No time better than now to work on it and try it out when we have the uncertainty, cannot afford to make costly experiments, and can surely try something which if works can really make a difference in the way the commercial disputes would be resolved in our country going forward.
May be few answers about the genuine apprehensions need to be found out as we move in this direction. The world has embraced Mediation and we cannot afford to be left behind.


We have a chance to lead by example and should not let go this opportunity. After all post Singapore Mediation Convention, (where India was a signatory) there is action all around and high time India does what is the need of the hour. We would need to ratify the convention and bring out a specific law to ally fears and concerns of the legitimacy of this concept and then encourage the use and practice of this concept across. We would need to use both the ‘pull’ and the ‘push’ theories for its better and quick acceptance. We have heard Chief Justice emphasising
the importance of Mediation and we have seen intent of legislature to use Mediation even for Income tax disputes. When all this is being thought and spoken about, let us all contribute at all levels and make this happen.
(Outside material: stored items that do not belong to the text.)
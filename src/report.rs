//! Terminal rendering of a [`Snapshot`]: KPI cards, the four charts as tables,
//! and the detail table of filtered records.

use std::collections::BTreeSet;

use comfy_table::{Cell, CellAlignment, Table, presets::UTF8_FULL};

use crate::engine::Snapshot;
use crate::engine::aggregate::{
    CountryCount, JobTitleSalary, KpiSummary, RemoteRatioCount, SalaryHistogram,
};
use crate::engine::filter::{FilterOptions, FilteredView};

pub const NO_JOB_TITLE_DATA: &str = "No data to display in the job titles chart.";
pub const NO_DISTRIBUTION_DATA: &str = "No data to display in the salary distribution chart.";
pub const NO_REMOTE_DATA: &str = "No data to display in the work arrangement chart.";
pub const NO_COUNTRY_DATA: &str = "No data to display in the countries chart.";

const BAR_WIDTH: usize = 30;

#[derive(Debug, Clone, Copy, PartialEq, Eq)]
pub struct RenderOptions {
    /// Maximum number of records printed in the detail table
    pub detail_rows: usize,
}

impl Default for RenderOptions {
    fn default() -> Self {
        RenderOptions { detail_rows: 20 }
    }
}

/// `$1,234` style, rounded to whole dollars.
pub fn format_usd(value: f64) -> String {
    let rounded = value.round();
    let sign = if rounded < 0.0 { "-" } else { "" };
    format!("{sign}${}", group_thousands(rounded.abs() as u128))
}

pub fn format_count(value: usize) -> String {
    group_thousands(value as u128)
}

fn group_thousands(value: u128) -> String {
    let digits = value.to_string();
    let mut out = String::with_capacity(digits.len() + digits.len() / 3);
    for (i, ch) in digits.chars().enumerate() {
        if i > 0 && (digits.len() - i) % 3 == 0 {
            out.push(',');
        }
        out.push(ch);
    }
    out
}

fn bar(value: f64, max: f64) -> String {
    if max <= 0.0 || value <= 0.0 {
        return String::new();
    }
    let len = ((value / max) * BAR_WIDTH as f64).round() as usize;
    "█".repeat(len.clamp(1, BAR_WIDTH))
}

fn new_table() -> Table {
    let mut table = Table::new();
    table.load_preset(UTF8_FULL);
    table
}

fn right(text: impl std::fmt::Display) -> Cell {
    Cell::new(text).set_alignment(CellAlignment::Right)
}

pub fn render_kpis(kpis: &KpiSummary) -> Table {
    let mut table = new_table();
    table.set_header(vec![
        "Average salary",
        "Maximum salary",
        "Total records",
        "Most frequent job title",
    ]);
    table.add_row(vec![
        right(format_usd(kpis.mean_salary_usd)),
        right(format_usd(kpis.max_salary_usd)),
        right(format_count(kpis.record_count)),
        Cell::new(&kpis.most_frequent_job_title),
    ]);
    table
}

/// Highest mean first, the way the horizontal bar chart reads top to bottom.
pub fn render_top_job_titles(top: &[JobTitleSalary]) -> Option<Table> {
    if top.is_empty() {
        return None;
    }
    let max = top.iter().map(|t| t.salary_in_usd).fold(0.0, f64::max);

    let mut table = new_table();
    table.set_header(vec!["Job title", "Average annual salary (USD)", ""]);
    for entry in top.iter().rev() {
        table.add_row(vec![
            Cell::new(&entry.job_title),
            right(format_usd(entry.salary_in_usd)),
            Cell::new(bar(entry.salary_in_usd, max)),
        ]);
    }
    Some(table)
}

pub fn render_histogram(histogram: &SalaryHistogram) -> Option<Table> {
    if histogram.is_empty() {
        return None;
    }
    let max = histogram.bins.iter().map(|b| b.count).max().unwrap_or(0) as f64;

    let mut table = new_table();
    table.set_header(vec!["Salary range (USD)", "Records", ""]);
    for bin in &histogram.bins {
        table.add_row(vec![
            Cell::new(format!("{} - {}", format_usd(bin.lower), format_usd(bin.upper))),
            right(format_count(bin.count)),
            Cell::new(bar(bin.count as f64, max)),
        ]);
    }
    Some(table)
}

pub fn render_remote_ratio(counts: &[RemoteRatioCount]) -> Option<Table> {
    if counts.is_empty() {
        return None;
    }
    let total: usize = counts.iter().map(|c| c.quantity).sum();

    let mut table = new_table();
    table.set_header(vec!["Work arrangement", "Records", "Share"]);
    for entry in counts {
        let share = entry.quantity as f64 / total as f64 * 100.0;
        table.add_row(vec![
            Cell::new(&entry.remote_ratio),
            right(format_count(entry.quantity)),
            right(format!("{share:.1}%")),
        ]);
    }
    Some(table)
}

pub fn render_countries(counts: &[CountryCount]) -> Option<Table> {
    if counts.is_empty() {
        return None;
    }
    let max = counts.iter().map(|c| c.employee_count).max().unwrap_or(0) as f64;

    let mut table = new_table();
    table.set_header(vec!["Country", "Employees", ""]);
    for entry in counts {
        table.add_row(vec![
            Cell::new(&entry.employee_country),
            right(format_count(entry.employee_count)),
            Cell::new(bar(entry.employee_count as f64, max)),
        ]);
    }
    Some(table)
}

/// The filtered records, at most `limit` of them.
pub fn render_detail(view: &FilteredView<'_>, limit: usize) -> String {
    let mut table = new_table();
    table.set_header(vec![
        "work_year",
        "experience_level",
        "employment_type",
        "job_title",
        "salary_in_usd",
        "remote_ratio",
        "company_size",
        "employee_country",
    ]);
    for record in view.records().take(limit) {
        table.add_row(vec![
            Cell::new(record.work_year),
            Cell::new(record.experience_level),
            Cell::new(record.employment_type),
            Cell::new(record.job_title),
            right(format_usd(record.salary_in_usd)),
            Cell::new(record.remote_ratio),
            Cell::new(record.company_size),
            Cell::new(record.employee_country),
        ]);
    }

    let mut out = table.to_string();
    if view.len() > limit {
        out.push_str(&format!("\n… {} more rows", format_count(view.len() - limit)));
    }
    out
}

fn section(title: &str, body: Option<Table>, placeholder: &str) -> String {
    match body {
        Some(table) => format!("{title}\n{table}"),
        None => format!("{title}\n⚠ {placeholder}"),
    }
}

/// Renders the whole dashboard as text.
pub fn render_dashboard(snapshot: &Snapshot<'_>, options: &RenderOptions) -> String {
    let charts = &snapshot.charts;
    let sections = [
        "Salary data dashboard".to_string(),
        format!(
            "Overall metrics (annual salary in USD)\n{}",
            render_kpis(&snapshot.kpis)
        ),
        section(
            "Top 10 job titles by average salary",
            render_top_job_titles(&charts.top_job_titles),
            NO_JOB_TITLE_DATA,
        ),
        section(
            "Annual salary distribution",
            render_histogram(&charts.salary_histogram),
            NO_DISTRIBUTION_DATA,
        ),
        section(
            "Work arrangement share",
            render_remote_ratio(&charts.remote_ratio),
            NO_REMOTE_DATA,
        ),
        section(
            "Employees by country",
            render_countries(&charts.countries),
            NO_COUNTRY_DATA,
        ),
        format!(
            "Detailed data\n{}",
            render_detail(&snapshot.view, options.detail_rows)
        ),
    ];

    let mut out = sections.join("\n\n");
    out.push('\n');
    out
}

pub fn render_json(snapshot: &Snapshot<'_>) -> serde_json::Result<String> {
    serde_json::to_string_pretty(snapshot)
}

/// Quotes values containing a comma, the way the session expects them typed.
fn option_text(value: &str) -> String {
    if value.contains(',') {
        format!("\"{value}\"")
    } else {
        value.to_string()
    }
}

/// The values each filter dimension can take.
pub fn render_options(options: &FilterOptions) -> String {
    let join = |values: &BTreeSet<String>| {
        values
            .iter()
            .map(|v| option_text(v))
            .collect::<Vec<_>>()
            .join(", ")
    };
    let years = options
        .years
        .iter()
        .map(i64::to_string)
        .collect::<Vec<_>>()
        .join(", ");

    format!(
        "year:  {years}\nlevel: {}\ntitle: {}\nsize:  {}\n",
        join(&options.experience_levels),
        join(&options.job_titles),
        join(&options.company_sizes),
    )
}

#[cfg(test)]
mod tests {
    use super::*;
    use crate::dataset::{Dataset, Record};
    use crate::engine::filter::FilterSelection;
    use crate::engine::recompute;

    fn dataset() -> Dataset {
        let records: Vec<Record> = (0..25)
            .map(|i| Record {
                work_year: 2020 + i % 4,
                experience_level: ["EN", "MI", "SE"][(i % 3) as usize].into(),
                employment_type: "FT".into(),
                job_title: format!("Role {}", i % 12),
                salary_in_usd: 40_000.0 + 7_500.0 * i as f64,
                remote_ratio: ["0", "50", "100"][(i % 3) as usize].into(),
                company_size: "M".into(),
                employee_country: ["US", "BR", "DE"][(i % 3) as usize].into(),
            })
            .collect();
        Dataset::from_records(&records).unwrap()
    }

    #[test]
    fn test_format_usd() {
        assert_eq!(format_usd(0.0), "$0");
        assert_eq!(format_usd(999.4), "$999");
        assert_eq!(format_usd(1234.5), "$1,235");
        assert_eq!(format_usd(1_000_000.0), "$1,000,000");
    }

    #[test]
    fn test_format_count() {
        assert_eq!(format_count(0), "0");
        assert_eq!(format_count(12), "12");
        assert_eq!(format_count(1234), "1,234");
        assert_eq!(format_count(123_456), "123,456");
    }

    #[test]
    fn test_bar_scales_to_width() {
        assert_eq!(bar(10.0, 10.0).chars().count(), BAR_WIDTH);
        assert_eq!(bar(0.0, 10.0), "");
        assert_eq!(bar(0.01, 10.0).chars().count(), 1);
    }

    #[test]
    fn test_dashboard_sections() {
        let ds = dataset();
        let snapshot = recompute(&ds, &FilterSelection::all(&ds));
        let text = render_dashboard(&snapshot, &RenderOptions { detail_rows: 5 });

        assert!(text.contains("Top 10 job titles by average salary"));
        assert!(text.contains("Most frequent job title"));
        assert!(text.contains("… 20 more rows"));
        assert!(!text.contains(NO_JOB_TITLE_DATA));
    }

    #[test]
    fn test_empty_snapshot_shows_placeholders() {
        let ds = dataset();
        let snapshot = recompute(&ds, &FilterSelection::default());
        let text = render_dashboard(&snapshot, &RenderOptions::default());

        for placeholder in [
            NO_JOB_TITLE_DATA,
            NO_DISTRIBUTION_DATA,
            NO_REMOTE_DATA,
            NO_COUNTRY_DATA,
        ] {
            assert!(text.contains(placeholder), "missing: {placeholder}");
        }
        assert!(text.contains("$0"));
    }

    #[test]
    fn test_top_titles_printed_highest_first() {
        let top = vec![
            JobTitleSalary { job_title: "Low".into(), salary_in_usd: 10.0 },
            JobTitleSalary { job_title: "High".into(), salary_in_usd: 90.0 },
        ];
        let text = render_top_job_titles(&top).unwrap().to_string();
        let high = text.find("High").unwrap();
        let low = text.find("Low").unwrap();
        assert!(high < low);
    }

    #[test]
    fn test_options_quote_values_with_commas() {
        let mut options = FilterOptions::default();
        options.job_titles.insert("Engineer, Data".into());
        options.job_titles.insert("ML Engineer".into());
        let text = render_options(&options);
        assert!(text.contains("title: \"Engineer, Data\", ML Engineer\n"));
    }

    #[test]
    fn test_options_listing() {
        let ds = dataset();
        let text = render_options(&FilterOptions::from_dataset(&ds));
        assert!(text.starts_with("year:  2020, 2021, 2022, 2023\n"));
        assert!(text.contains("level: EN, MI, SE"));
    }
}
All the commercial disputes (aligned to the ‘cleansing of the NPA’ story) be given a chance to be resolved through Mediation, as a pre-IBC tool and become a pre-requisite. Let us all get the message in the initiative taken by NCLAT in Parvinder Singh Vs Intec Capital Ltd. & Anr. to allow Mediation (which was successful in settlement) that this is a medium which would find favour with the Judiciary as well. But the moot question remains, was it not an option with the parties all this time. A timely use of this option would have saved much of time, cost, embarrassment, pain and of course, the relationship. The writing is on the wall, high time we
read it.
Let this be the first step. The rest will follow….

The author is a mediator, resolution professional, arbitrator and strategy advisor.